O poeta chinês nos
apresenta esta bela reflexão do falante, o qual, em sua sabedoria e paz de
espírito, empreende uma serena travessia pelas paisagens montanhosas de Lantian,
dedicando-se à meditação e à conexão com a natureza, onde encontra escape ao
bulício do mundo exterior e uma zona de equilíbrio num modo de vida simples e
contemplativo.
O fluxo dos versos
amolda-se à sensação de remanso que o poeta tenciona transmitir ao leitor: primeiramente,
o falante aparece navegando num bote por um rio tranquilo, numa tarde ensolarada
entre montanhas cobertas de neve, árvores frondosas e o som da correnteza das águas;
pouco depois, já em terra, ingressa no refúgio de um monastério, onde eremitas
anciãos, em seu quotidiano monástico, partilham o amplo cenário com alguns
pastores e lenhadores.
Guardadas as devidas distinções
e proporções – afinal, a escrita de Wei muito evoca as célebres moções do
zen-budismo –, permita-me aqui o internauta uma breve digressão: o poema nos faz
lembrar, de algum modo, o padrão almejado de vida por parte dos nossos poetas
arcádicos – com aquela idealização da natureza, da vida pastoril, bucólica e
contemplativa experimentada nos sítios rurais –, por meio do qual aspiravam a
alcançar, distanciados do burburinho urbano, uma felicidade simples e imediata.
J.A.R. – H.C.
Wang Wei
(701 d.C.-761 d.C.)
蓝田山石门精舍
落日山水好,漾舟信归风。
玩奇不觉远,因以缘源穷。
遥爱云木秀,初疑路不同。
安知清流转,偶与前山通。
舍舟理轻策,果然惬所适。
老僧四五人,逍遥荫松柏。
朝梵林未曙,夜禅山更寂。
道心及牧童,世事问樵客。
暝宿长林下,焚香卧瑶席。
涧芳袭人衣,山月映石壁。
再寻畏迷误,明发更登历。
笑谢桃源人,花红复来觌。
Portão de Pedra
(Petar Sibenik: artista
croata)
No Mosteiro da Porta
de Pedra
O sol desce no céu,
bonitos montes e água,
minha barca de regresso
a casa, ao sabor da brisa.
Despreocupado, feliz,
deixo-me conduzir para longe
algures um recanto na
nascente do rio.
À minha volta, nuvens
brancas, árvores, frescura,
eu meto perdido,
enlevado, surpreso.
De súbito, as águas
entrando pela montanha,
eu, na margem,
apoiado no bastão, caminhando.
No mosteiro, entre
carvalhos e pinheiros,
alguns velhos monges,
meditando,
pela manhã- antes do clarear
da floresta,
ao entardecer, antes
do silenciar da montanha.
Os pastores, lá
longe, ouvindo o cântico dos monges,
os lenhadores, aqui,
trazendo as novidades do mundo.
Sob a copa das
árvores, na escuridão,
os monges queimam
incenso, dormem em esteiras sagradas,
a fragrância do vale
perfumando-lhes as roupas,
o luar da montanha iluminando
os penhascos.
Não me vou perder
quando um dia aqui voltar,
acordarei ao nascer
da amora, subirei a montanha.
Adeus, amigos da
Nascente das Flores de Pessegueiro (*),
estarei de regresso,
ao avermelharem as pétalas.
Nota do Tradutor
(*).
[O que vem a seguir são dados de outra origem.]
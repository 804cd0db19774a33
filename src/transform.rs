//! Spatial transform of the 3D layer relative to the trigger image.
//!
//! No edit operations are exposed yet; the transform always travels with its
//! identity defaults. It is still part of the persisted shape.

use serde::{Deserialize, Serialize};

#[derive(Debug, Clone, Copy, PartialEq, Serialize, Deserialize)]
pub struct Transform {
    pub position: [f64; 3],
    pub rotation: [f64; 3],
    pub scale: [f64; 3],
}

impl Transform {
    pub const IDENTITY: Transform = Transform {
        position: [0.0, 0.0, 0.0],
        rotation: [0.0, 0.0, 0.0],
        scale: [1.0, 1.0, 1.0],
    };

    pub fn is_identity(&self) -> bool {
        *self == Self::IDENTITY
    }

    /// The `position`, `rotation` and `scale` form fields, each a JSON array.
    pub fn form_fields(&self) -> Result<[(&'static str, String); 3], serde_json::Error> {
        Ok([
            ("position", serde_json::to_string(&self.position)?),
            ("rotation", serde_json::to_string(&self.rotation)?),
            ("scale", serde_json::to_string(&self.scale)?),
        ])
    }
}

impl Default for Transform {
    fn default() -> Self {
        Self::IDENTITY
    }
}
Sob roupagem
levemente diferente, Wang Wei utiliza também a história da Nascente das Flores
de Pessegueiro, de Tao Yuanming (365 d.C.-427 d.C.).
Referências:
Em Chinês
Simplificado
魏, 王. 蓝田山石门精舍. Disponível Disponível neste endereço. Acesso em: 2 jun. 2025.
Em Português:
WEI, Wang. No Mosteiro da Porta de Pedra. Tradução de António Graça de
Abreu. In: __________. Poemas de Wang Wei. Tradução, prefácio e notas de
António Graça de Abreu. Macau, MO: Instituto Cultural de Macau, 1993. p. 53.